Task directions – Pull out of the data below the stretch of lines bounded by the one containing "self.stop_job(target_id).await;" and the one containing "if let Some(job_info) = jobs.remove(target_id)", both bounds included, unchanged.

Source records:
== Segment start ==

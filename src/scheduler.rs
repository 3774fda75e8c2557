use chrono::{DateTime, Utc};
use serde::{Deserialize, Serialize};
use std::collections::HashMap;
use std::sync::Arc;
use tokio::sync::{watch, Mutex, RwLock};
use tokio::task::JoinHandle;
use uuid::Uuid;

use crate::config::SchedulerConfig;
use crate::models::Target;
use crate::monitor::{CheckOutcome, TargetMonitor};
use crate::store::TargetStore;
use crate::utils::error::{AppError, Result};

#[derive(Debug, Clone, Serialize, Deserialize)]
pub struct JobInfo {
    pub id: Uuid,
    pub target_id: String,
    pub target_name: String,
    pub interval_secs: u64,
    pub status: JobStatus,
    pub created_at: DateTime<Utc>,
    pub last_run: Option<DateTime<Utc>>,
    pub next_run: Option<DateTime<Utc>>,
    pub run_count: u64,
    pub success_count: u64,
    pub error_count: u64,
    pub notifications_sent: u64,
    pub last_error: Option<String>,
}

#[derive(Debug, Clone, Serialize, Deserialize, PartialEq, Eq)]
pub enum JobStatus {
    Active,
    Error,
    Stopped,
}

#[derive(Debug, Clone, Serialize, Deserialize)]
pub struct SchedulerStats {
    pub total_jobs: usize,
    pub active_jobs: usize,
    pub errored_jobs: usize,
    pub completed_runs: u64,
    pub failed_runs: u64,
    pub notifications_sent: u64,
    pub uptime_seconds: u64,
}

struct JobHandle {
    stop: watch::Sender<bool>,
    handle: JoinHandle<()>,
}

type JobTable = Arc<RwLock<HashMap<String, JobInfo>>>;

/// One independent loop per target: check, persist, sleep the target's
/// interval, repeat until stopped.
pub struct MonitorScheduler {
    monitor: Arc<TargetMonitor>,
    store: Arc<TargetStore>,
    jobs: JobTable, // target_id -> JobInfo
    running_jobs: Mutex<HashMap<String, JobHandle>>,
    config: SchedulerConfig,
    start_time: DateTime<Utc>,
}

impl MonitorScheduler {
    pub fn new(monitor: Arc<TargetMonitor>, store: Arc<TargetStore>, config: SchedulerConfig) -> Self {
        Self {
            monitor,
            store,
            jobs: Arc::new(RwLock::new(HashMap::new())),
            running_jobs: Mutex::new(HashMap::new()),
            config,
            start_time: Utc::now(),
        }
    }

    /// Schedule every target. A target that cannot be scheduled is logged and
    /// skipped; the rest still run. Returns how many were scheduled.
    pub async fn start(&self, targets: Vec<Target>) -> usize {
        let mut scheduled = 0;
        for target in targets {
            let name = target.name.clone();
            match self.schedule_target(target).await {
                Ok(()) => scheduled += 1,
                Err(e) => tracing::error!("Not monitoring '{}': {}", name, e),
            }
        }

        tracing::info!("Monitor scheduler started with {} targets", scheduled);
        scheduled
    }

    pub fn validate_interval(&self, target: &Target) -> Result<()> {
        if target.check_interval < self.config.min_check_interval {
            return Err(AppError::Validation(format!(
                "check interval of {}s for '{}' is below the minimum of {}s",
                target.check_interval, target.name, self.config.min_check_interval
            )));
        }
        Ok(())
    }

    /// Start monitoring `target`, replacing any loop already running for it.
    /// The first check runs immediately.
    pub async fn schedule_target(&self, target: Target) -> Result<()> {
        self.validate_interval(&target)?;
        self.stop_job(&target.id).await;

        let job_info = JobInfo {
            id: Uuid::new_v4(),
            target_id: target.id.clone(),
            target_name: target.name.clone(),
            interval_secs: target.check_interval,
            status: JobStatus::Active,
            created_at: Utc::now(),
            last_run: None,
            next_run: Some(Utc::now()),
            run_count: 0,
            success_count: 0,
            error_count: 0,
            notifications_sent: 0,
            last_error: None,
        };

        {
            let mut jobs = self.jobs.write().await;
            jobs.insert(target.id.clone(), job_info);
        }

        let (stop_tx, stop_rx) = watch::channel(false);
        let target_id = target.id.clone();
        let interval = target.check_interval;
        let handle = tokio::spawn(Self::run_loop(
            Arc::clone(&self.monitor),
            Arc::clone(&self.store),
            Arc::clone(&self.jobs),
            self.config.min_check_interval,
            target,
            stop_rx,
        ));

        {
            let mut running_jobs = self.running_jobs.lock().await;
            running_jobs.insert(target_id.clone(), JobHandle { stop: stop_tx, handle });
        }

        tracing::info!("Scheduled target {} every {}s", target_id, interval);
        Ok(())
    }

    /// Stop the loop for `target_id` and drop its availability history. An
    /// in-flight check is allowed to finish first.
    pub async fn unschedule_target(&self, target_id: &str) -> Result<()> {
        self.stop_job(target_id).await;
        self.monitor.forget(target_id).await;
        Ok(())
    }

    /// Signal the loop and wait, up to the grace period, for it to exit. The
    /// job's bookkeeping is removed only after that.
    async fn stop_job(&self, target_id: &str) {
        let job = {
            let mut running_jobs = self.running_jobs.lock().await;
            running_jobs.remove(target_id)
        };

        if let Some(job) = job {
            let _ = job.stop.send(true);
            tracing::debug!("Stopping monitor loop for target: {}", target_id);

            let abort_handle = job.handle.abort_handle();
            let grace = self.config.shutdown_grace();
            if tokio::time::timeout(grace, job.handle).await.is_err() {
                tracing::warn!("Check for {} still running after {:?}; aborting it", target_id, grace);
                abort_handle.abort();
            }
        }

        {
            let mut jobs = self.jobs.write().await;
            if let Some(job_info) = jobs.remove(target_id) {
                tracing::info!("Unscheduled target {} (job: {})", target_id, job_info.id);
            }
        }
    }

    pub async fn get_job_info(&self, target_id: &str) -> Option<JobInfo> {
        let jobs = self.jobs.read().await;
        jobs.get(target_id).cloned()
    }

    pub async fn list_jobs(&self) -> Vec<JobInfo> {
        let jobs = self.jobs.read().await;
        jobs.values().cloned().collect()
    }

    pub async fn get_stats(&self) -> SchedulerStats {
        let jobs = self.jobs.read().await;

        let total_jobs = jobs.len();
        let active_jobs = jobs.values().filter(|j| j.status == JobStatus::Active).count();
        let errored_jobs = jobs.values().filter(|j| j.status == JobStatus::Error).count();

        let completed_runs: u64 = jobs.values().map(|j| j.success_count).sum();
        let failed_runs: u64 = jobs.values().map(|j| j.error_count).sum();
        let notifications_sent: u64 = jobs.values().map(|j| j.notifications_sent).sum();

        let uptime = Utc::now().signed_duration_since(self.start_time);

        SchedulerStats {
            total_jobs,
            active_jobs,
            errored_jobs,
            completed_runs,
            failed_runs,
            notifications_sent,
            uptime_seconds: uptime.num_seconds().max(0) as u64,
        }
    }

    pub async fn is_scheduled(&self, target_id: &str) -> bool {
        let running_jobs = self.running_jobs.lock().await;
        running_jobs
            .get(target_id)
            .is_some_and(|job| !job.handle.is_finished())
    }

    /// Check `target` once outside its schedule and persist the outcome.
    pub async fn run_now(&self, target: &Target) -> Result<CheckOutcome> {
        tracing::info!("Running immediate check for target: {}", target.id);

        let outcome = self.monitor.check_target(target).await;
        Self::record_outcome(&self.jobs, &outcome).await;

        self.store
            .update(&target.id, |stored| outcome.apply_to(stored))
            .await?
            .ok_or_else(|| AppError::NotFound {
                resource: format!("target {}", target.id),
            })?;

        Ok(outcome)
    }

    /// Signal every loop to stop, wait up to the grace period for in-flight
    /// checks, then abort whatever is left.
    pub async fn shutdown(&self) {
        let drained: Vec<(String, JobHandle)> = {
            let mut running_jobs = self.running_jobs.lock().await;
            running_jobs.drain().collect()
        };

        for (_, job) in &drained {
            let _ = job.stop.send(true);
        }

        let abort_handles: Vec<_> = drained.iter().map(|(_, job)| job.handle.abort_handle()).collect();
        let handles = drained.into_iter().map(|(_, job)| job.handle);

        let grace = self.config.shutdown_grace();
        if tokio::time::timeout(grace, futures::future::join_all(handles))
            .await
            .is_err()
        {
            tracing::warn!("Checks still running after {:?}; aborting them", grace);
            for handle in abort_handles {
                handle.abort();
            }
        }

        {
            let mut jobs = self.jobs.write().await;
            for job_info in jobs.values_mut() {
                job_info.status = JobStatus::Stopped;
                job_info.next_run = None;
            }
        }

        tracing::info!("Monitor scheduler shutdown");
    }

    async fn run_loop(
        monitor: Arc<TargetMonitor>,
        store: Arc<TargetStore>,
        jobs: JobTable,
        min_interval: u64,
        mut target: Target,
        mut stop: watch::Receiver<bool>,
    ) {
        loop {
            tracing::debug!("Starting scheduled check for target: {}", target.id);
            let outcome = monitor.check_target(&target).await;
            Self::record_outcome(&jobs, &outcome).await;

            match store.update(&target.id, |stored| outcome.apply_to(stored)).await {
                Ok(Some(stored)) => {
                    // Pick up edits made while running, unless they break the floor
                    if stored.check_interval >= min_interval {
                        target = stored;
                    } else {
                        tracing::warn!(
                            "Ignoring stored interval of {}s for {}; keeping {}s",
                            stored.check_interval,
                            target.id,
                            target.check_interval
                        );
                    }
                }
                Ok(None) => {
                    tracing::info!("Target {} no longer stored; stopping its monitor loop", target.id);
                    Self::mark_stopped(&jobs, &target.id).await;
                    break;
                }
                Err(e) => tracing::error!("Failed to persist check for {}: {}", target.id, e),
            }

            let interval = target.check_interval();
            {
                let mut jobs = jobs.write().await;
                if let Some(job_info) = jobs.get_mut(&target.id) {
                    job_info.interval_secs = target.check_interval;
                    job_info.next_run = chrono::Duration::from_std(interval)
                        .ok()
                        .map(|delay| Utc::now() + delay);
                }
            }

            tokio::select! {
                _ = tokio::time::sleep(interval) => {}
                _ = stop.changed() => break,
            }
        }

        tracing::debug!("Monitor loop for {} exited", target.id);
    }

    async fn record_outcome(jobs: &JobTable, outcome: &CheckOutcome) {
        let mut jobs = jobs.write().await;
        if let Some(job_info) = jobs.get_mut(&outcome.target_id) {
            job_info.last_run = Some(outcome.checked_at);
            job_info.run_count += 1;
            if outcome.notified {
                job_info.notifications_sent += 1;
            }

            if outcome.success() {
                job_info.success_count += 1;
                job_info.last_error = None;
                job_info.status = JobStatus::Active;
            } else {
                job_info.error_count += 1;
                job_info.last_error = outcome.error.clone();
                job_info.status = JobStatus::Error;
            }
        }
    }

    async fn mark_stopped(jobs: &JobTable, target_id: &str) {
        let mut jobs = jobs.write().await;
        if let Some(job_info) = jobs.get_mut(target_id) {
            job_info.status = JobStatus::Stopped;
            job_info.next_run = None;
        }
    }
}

== Segment end ==
== Segment start ==

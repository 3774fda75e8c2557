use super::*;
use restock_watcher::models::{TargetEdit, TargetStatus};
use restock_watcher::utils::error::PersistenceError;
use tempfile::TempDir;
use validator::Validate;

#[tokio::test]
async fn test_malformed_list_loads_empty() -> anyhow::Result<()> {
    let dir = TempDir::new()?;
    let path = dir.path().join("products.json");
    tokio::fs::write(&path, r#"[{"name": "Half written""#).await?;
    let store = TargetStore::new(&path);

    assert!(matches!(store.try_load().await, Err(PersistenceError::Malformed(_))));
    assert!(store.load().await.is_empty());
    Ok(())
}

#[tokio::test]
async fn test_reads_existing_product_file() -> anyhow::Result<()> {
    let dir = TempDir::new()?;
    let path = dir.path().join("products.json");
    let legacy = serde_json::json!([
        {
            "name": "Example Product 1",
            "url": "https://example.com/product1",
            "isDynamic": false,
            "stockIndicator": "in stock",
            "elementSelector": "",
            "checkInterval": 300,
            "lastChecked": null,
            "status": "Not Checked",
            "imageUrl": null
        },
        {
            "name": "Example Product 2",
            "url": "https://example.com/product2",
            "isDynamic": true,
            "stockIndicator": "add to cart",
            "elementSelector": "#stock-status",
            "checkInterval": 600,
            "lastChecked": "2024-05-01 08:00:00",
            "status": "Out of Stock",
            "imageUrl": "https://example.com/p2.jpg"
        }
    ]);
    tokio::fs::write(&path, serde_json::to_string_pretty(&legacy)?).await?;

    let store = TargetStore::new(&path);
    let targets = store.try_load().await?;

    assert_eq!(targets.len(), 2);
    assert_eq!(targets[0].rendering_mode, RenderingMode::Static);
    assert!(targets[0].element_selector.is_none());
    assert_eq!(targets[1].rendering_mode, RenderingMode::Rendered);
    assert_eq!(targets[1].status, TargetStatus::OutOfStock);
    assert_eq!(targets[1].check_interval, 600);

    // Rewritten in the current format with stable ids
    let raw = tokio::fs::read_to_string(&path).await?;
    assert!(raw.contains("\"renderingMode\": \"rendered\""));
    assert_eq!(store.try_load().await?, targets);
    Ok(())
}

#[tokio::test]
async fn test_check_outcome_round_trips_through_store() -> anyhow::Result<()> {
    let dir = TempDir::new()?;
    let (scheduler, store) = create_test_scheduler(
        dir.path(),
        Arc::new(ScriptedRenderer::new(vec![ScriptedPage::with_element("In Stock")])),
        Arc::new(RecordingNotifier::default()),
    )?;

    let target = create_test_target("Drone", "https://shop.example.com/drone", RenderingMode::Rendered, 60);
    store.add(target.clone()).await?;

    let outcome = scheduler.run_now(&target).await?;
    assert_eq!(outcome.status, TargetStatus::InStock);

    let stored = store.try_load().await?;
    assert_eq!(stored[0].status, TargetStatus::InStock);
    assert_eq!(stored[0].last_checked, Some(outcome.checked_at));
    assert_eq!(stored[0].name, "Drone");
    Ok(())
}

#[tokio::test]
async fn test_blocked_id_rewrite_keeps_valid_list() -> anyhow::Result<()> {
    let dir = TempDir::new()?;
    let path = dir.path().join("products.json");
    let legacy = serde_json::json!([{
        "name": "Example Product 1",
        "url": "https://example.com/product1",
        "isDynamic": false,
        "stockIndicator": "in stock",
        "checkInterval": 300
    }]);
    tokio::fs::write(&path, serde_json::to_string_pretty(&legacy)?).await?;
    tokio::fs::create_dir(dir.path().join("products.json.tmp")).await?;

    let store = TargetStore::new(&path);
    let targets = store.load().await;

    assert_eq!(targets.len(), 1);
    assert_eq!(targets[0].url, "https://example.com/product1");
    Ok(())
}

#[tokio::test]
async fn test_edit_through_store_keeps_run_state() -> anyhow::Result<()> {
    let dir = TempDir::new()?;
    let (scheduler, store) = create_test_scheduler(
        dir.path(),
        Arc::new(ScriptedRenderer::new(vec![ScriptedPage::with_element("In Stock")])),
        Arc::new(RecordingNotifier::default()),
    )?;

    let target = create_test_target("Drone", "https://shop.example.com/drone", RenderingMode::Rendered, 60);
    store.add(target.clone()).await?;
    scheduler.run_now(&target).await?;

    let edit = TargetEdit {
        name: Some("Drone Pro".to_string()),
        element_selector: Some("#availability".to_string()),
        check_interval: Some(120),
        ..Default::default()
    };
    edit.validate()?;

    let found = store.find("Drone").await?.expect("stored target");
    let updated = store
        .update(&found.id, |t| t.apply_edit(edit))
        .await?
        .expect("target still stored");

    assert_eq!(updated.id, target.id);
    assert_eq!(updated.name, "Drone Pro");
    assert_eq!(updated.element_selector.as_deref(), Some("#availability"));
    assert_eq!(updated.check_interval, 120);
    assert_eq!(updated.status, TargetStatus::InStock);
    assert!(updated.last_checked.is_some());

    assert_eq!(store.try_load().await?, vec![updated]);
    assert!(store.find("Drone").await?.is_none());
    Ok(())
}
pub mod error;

== Segment end ==
== Segment start ==

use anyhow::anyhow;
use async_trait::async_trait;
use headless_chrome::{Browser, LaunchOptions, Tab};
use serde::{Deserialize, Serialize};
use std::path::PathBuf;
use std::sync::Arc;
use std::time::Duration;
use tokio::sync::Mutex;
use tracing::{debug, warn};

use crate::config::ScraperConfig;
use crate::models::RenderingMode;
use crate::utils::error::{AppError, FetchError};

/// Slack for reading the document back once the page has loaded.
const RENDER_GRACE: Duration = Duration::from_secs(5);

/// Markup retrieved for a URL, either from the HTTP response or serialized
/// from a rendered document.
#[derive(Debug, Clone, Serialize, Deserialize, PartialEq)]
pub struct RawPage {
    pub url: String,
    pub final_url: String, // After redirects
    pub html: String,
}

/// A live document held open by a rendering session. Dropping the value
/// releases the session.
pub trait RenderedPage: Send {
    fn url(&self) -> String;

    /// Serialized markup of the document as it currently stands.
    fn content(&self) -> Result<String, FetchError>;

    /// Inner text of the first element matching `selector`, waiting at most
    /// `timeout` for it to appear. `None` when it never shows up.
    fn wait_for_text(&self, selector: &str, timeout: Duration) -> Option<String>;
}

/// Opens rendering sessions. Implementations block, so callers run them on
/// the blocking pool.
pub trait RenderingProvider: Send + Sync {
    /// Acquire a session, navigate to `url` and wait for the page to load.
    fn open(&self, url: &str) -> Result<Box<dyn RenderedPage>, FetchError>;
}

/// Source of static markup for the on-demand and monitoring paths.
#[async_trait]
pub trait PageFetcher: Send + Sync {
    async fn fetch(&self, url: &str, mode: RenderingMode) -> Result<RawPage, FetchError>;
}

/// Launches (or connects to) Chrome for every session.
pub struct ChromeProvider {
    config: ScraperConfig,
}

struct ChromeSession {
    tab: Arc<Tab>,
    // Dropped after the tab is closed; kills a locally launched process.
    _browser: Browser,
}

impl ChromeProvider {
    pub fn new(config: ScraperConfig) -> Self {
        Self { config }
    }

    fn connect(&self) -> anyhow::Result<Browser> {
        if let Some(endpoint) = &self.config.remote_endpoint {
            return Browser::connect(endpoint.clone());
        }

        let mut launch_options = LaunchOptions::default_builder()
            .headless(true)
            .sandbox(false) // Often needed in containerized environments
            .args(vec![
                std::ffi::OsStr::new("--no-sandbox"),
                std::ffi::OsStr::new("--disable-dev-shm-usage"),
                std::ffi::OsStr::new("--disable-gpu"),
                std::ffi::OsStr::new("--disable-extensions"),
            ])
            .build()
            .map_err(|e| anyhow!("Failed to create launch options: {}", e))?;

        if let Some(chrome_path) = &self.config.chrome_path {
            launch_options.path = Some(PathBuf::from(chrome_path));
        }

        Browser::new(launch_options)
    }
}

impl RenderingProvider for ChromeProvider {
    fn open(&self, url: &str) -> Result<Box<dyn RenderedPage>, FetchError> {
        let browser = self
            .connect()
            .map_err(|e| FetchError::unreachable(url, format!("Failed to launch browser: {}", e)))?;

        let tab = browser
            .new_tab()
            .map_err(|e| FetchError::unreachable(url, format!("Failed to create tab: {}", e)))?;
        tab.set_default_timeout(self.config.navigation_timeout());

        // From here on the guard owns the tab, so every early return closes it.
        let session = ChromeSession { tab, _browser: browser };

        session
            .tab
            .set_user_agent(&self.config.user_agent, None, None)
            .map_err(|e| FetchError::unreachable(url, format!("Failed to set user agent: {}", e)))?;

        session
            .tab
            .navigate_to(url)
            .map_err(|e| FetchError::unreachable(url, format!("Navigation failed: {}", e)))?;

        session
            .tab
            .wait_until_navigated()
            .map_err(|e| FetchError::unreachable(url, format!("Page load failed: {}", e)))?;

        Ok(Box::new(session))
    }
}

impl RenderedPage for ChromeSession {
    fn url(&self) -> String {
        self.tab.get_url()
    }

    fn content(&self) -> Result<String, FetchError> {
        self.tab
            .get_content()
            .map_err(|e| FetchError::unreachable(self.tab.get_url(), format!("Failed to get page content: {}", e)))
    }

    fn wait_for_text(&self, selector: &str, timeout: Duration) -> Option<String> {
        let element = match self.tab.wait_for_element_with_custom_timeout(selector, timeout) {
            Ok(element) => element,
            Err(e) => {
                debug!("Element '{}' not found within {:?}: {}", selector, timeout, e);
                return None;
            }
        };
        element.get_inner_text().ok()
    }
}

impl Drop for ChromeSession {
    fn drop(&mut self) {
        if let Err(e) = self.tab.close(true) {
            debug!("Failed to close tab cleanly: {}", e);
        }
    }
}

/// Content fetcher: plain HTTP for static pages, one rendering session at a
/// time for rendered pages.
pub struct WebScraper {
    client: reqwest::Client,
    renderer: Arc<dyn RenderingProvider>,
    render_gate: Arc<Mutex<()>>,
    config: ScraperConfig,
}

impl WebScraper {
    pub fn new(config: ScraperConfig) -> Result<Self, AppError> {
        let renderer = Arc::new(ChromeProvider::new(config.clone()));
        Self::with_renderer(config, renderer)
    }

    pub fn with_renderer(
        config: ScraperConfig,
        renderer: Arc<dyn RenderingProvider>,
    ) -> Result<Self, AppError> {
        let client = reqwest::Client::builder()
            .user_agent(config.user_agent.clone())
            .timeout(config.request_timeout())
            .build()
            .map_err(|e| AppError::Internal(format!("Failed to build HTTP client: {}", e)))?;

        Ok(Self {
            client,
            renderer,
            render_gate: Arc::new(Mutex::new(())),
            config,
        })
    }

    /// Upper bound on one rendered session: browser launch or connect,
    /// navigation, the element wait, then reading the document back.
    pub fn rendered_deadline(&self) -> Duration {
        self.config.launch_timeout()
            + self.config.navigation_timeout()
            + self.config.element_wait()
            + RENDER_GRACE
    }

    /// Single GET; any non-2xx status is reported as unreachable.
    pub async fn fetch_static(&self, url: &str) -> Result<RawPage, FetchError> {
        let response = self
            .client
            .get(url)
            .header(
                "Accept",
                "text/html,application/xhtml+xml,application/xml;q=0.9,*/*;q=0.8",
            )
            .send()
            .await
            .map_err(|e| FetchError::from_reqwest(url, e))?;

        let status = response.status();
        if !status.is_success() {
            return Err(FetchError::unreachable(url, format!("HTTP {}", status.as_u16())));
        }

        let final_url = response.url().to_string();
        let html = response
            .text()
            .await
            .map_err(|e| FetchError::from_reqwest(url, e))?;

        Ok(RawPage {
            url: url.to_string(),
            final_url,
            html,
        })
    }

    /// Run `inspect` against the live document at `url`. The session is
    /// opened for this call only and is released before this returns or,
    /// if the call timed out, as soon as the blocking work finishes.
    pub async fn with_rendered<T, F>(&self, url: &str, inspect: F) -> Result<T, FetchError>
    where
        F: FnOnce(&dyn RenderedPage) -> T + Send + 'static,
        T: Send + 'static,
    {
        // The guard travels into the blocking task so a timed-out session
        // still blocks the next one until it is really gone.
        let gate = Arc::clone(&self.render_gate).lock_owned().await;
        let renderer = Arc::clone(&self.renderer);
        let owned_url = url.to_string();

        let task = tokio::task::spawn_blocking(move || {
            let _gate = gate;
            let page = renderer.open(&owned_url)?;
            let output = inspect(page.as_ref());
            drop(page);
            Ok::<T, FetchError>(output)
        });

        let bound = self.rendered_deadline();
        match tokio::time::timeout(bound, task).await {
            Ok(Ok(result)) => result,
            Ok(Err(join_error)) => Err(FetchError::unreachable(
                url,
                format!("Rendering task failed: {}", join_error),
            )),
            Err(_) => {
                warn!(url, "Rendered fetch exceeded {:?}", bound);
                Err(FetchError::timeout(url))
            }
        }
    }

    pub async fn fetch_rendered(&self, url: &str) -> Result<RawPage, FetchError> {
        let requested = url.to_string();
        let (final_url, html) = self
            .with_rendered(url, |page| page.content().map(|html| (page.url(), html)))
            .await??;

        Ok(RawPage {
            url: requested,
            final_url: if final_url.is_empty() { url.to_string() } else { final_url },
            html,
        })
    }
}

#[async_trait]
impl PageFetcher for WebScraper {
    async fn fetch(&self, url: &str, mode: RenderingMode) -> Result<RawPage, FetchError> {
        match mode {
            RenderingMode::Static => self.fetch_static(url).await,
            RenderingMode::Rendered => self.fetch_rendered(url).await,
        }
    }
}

== Segment end ==

Task answer –
        self.stop_job(target_id).await;
        self.monitor.forget(target_id).await;
        Ok(())
    }

    /// Signal the loop and wait, up to the grace period, for it to exit. The
    /// job's bookkeeping is removed only after that.
    async fn stop_job(&self, target_id: &str) {
        let job = {
            let mut running_jobs = self.running_jobs.lock().await;
            running_jobs.remove(target_id)
        };

        if let Some(job) = job {
            let _ = job.stop.send(true);
            tracing::debug!("Stopping monitor loop for target: {}", target_id);

            let abort_handle = job.handle.abort_handle();
            let grace = self.config.shutdown_grace();
            if tokio::time::timeout(grace, job.handle).await.is_err() {
                tracing::warn!("Check for {} still running after {:?}; aborting it", target_id, grace);
                abort_handle.abort();
            }
        }

        {
            let mut jobs = self.jobs.write().await;
            if let Some(job_info) = jobs.remove(target_id) {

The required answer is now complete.